The US Indo-Pacific Command said it was consulting closely with allies. “The ballistic missile launch highlights the destabilizing impact of the DPRK’s illicit weapons program,” it said in a statement, referring to North Korea by its formal name. South Korea’s presidential National Security Council convened and said in a statement it was “concerned” about the launch. The group called on North Korea to resume nuclear negotiations, which it said would help “resolve the current strain on inter-Korean relations.”
The missile was launched from Jagang province, South Korea’s military said. The location is near where Pyongyang in September fired off for the first time what it claimed was a hypersonic glide vehicle. Although South Korea said it believed the weapon was still in an “early stage” of development, that test suggested suggesting North Korea had come closer to putting nuclear warheads in high-speed gliders that can evade US missile defenses.
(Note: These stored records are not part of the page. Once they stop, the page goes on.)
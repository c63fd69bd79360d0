//! Core of the creature battle simulator: data model, registry, turn
//! resolution and the CSV loader.
//!
//! The main entry points are [`registry::Registry`] for keeping creatures
//! around and [`battle::Battle`] for resolving a fight between two of them.

pub mod ai;
pub mod battle;
pub mod battle_logger;
pub mod error;
pub mod loader;
pub mod model;
pub mod registry;
pub mod types;

/// Commonly used exports for external consumers.
pub mod prelude {
    pub use crate::ai::{MoveSelector, RandomSelector, ScriptedSelector};
    pub use crate::battle::{
        compute_damage, resolve_battle, Battle, BattleOptions, BattleOutcome, Side, TurnReport,
        GLOBAL_DAMAGE_REDUCTION,
    };
    pub use crate::battle_logger::{BattleEvent, BattleLogger};
    pub use crate::error::{BattleError, CreatureError};
    pub use crate::model::{Creature, DamageMultipliers, Move, MoveSet, DEFAULT_REVIVE_HP};
    pub use crate::registry::Registry;
    pub use crate::types::ElementType;
}
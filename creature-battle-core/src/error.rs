use crate::types::ElementType;
use thiserror::Error;

/// Precondition violations raised while building creatures and their parts.
#[derive(Debug, Error, Clone, PartialEq)]
pub enum CreatureError {
    #[error("hit point {0} is not greater than 0")]
    NonPositiveHitPoints(i32),

    #[error("creature should at least have 1 move")]
    EmptyMoveSet,

    #[error("move slot {0} does not exist (slots are 1 to 4)")]
    SlotOutOfRange(usize),

    #[error("a move set holds at most 4 moves, got {0}")]
    TooManyMoves(usize),

    #[error("creature type '{0}' does not exist")]
    UnknownType(String),

    #[error("expected {expected} damage multipliers, got {actual}")]
    MultiplierCount { expected: usize, actual: usize },
}

#[derive(Debug, Error)]
pub enum BattleError {
    #[error("{defender} has no damage multiplier for {attacker_type} attacks")]
    MissingMultiplier {
        defender: String,
        attacker_type: ElementType,
    },

    #[error("creature '{0}' is not registered")]
    UnknownCreature(String),

    #[error("'{0}' cannot fight itself")]
    SameCreature(String),

    #[error("battle did not finish within {0} turns")]
    TurnLimitExceeded(u32),

    #[error("battle is already over")]
    Finished,

    #[error("move selection failed: {0}")]
    Input(#[from] std::io::Error),

    #[error(transparent)]
    Creature(#[from] CreatureError),
}
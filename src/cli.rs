use creature_battle_core::loader::DEFAULT_MOVES_PER_CREATURE;
use std::path::PathBuf;

pub const USAGE: &str = "Usage: creature-battle [--data-dir DIR] [--moves FILE] [--creatures FILE] \
[--moves-per-creature N] [--seed SEED] [--max-turns N] [--log-json FILE]";

#[derive(Debug, Clone, PartialEq)]
pub struct CliOptions {
    pub data_dir: PathBuf,
    pub moves_file: PathBuf,
    pub creatures_file: PathBuf,
    pub moves_per_creature: usize,
    pub seed: Option<u64>,
    pub max_turns: Option<u32>,
    pub log_path: Option<PathBuf>,
}

impl Default for CliOptions {
    fn default() -> Self {
        Self {
            data_dir: PathBuf::from("data"),
            moves_file: PathBuf::from("PokemonMoves.csv"),
            creatures_file: PathBuf::from("FirstGenPokemon.csv"),
            moves_per_creature: DEFAULT_MOVES_PER_CREATURE,
            seed: None,
            max_turns: None,
            log_path: None,
        }
    }
}

impl CliOptions {
    pub fn moves_path(&self) -> PathBuf {
        self.data_dir.join(&self.moves_file)
    }

    pub fn creatures_path(&self) -> PathBuf {
        self.data_dir.join(&self.creatures_file)
    }
}

#[derive(Debug, Clone, PartialEq)]
pub enum Command {
    Run(CliOptions),
    Help,
}

/// Parse the arguments that follow the program name.
pub fn parse_args<I>(args: I) -> anyhow::Result<Command>
where
    I: IntoIterator<Item = String>,
{
    let mut opts = CliOptions::default();
    let mut args = args.into_iter();
    while let Some(arg) = args.next() {
        match arg.as_str() {
            "--data-dir" => {
                opts.data_dir = args.next().map(PathBuf::from).ok_or_else(|| {
                    anyhow::anyhow!("--data-dir requires a path (e.g. --data-dir data)")
                })?;
            }
            "--moves" => {
                opts.moves_file = args
                    .next()
                    .map(PathBuf::from)
                    .ok_or_else(|| anyhow::anyhow!("--moves requires a file name"))?;
            }
            "--creatures" => {
                opts.creatures_file = args
                    .next()
                    .map(PathBuf::from)
                    .ok_or_else(|| anyhow::anyhow!("--creatures requires a file name"))?;
            }
            "--moves-per-creature" => {
                let val = args
                    .next()
                    .ok_or_else(|| anyhow::anyhow!("--moves-per-creature requires a number"))?;
                opts.moves_per_creature = val.parse()?;
            }
            "--seed" => {
                let val = args
                    .next()
                    .ok_or_else(|| anyhow::anyhow!("--seed requires a number"))?;
                opts.seed = Some(val.parse()?);
            }
            "--max-turns" => {
                let val = args
                    .next()
                    .ok_or_else(|| anyhow::anyhow!("--max-turns requires a number"))?;
                opts.max_turns = Some(val.parse()?);
            }
            "--log-json" => {
                let path = args.next().map(PathBuf::from).ok_or_else(|| {
                    anyhow::anyhow!("--log-json requires a path (e.g. --log-json battle.json)")
                })?;
                opts.log_path = Some(path);
            }
            "--help" | "-h" => return Ok(Command::Help),
            other => return Err(anyhow::anyhow!("Unknown argument {other}")),
        }
    }
    Ok(Command::Run(opts))
}

#[cfg(test)]
mod tests {
    use super::*;

    fn args(list: &[&str]) -> Vec<String> {
        list.iter().map(|s| s.to_string()).collect()
    }

    #[test]
    fn defaults_point_at_bundled_data() -> anyhow::Result<()> {
        let Command::Run(opts) = parse_args(args(&[]))? else {
            panic!("expected run");
        };
        assert_eq!(opts.moves_path(), PathBuf::from("data/PokemonMoves.csv"));
        assert_eq!(opts.creatures_path(), PathBuf::from("data/FirstGenPokemon.csv"));
        assert_eq!(opts.moves_per_creature, 4);
        assert_eq!(opts.seed, None);
        Ok(())
    }

    #[test]
    fn every_flag_is_read() -> anyhow::Result<()> {
        let parsed = parse_args(args(&[
            "--data-dir",
            "fixtures",
            "--moves",
            "m.csv",
            "--creatures",
            "c.csv",
            "--moves-per-creature",
            "2",
            "--seed",
            "7",
            "--max-turns",
            "500",
            "--log-json",
            "out.json",
        ]))?;
        let expected = CliOptions {
            data_dir: PathBuf::from("fixtures"),
            moves_file: PathBuf::from("m.csv"),
            creatures_file: PathBuf::from("c.csv"),
            moves_per_creature: 2,
            seed: Some(7),
            max_turns: Some(500),
            log_path: Some(PathBuf::from("out.json")),
        };
        assert_eq!(parsed, Command::Run(expected));
        Ok(())
    }

    #[test]
    fn help_and_errors() {
        assert_eq!(parse_args(args(&["-h"])).unwrap(), Command::Help);
        assert!(parse_args(args(&["--seed"])).is_err());
        assert!(parse_args(args(&["--seed", "abc"])).is_err());
        assert!(parse_args(args(&["--bogus"])).is_err());
    }
}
North Korea has a habit of timing its launches to political events and the latest test may have been a rebuke of South Korean President Moon Jae-in’s renewed calls for reconciliation before his term ends in a few months. North Korea fired off its latest missile just hours before Moon attended a ground-breaking ceremony near the border for a rail line he hopes one day would help bring peace and connect the divided peninsula.
North Korea’s last major test came in October, when it said it test-fired a new type of ballistic missile from one of its submarines — a move that potentially reduces the time the US and allied forces in the region would be able to deploy interceptors in the case of an actual attack.
The latest test-firing provided a reminder to President Joe Biden that Kim’s nuclear arsenal remains among the US’s biggest foreign policy challenges. Pyongyang has given a cold shoulder to Washington’s invitation to return to the bargaining table, and last year accused the Biden administration of being “engrossed in confrontation despite its lip-service to dialogue.”
Kim told a policy-setting meeting of his ruling party that his state should focus on easing food shortages and containing Covid, the country’s official media said.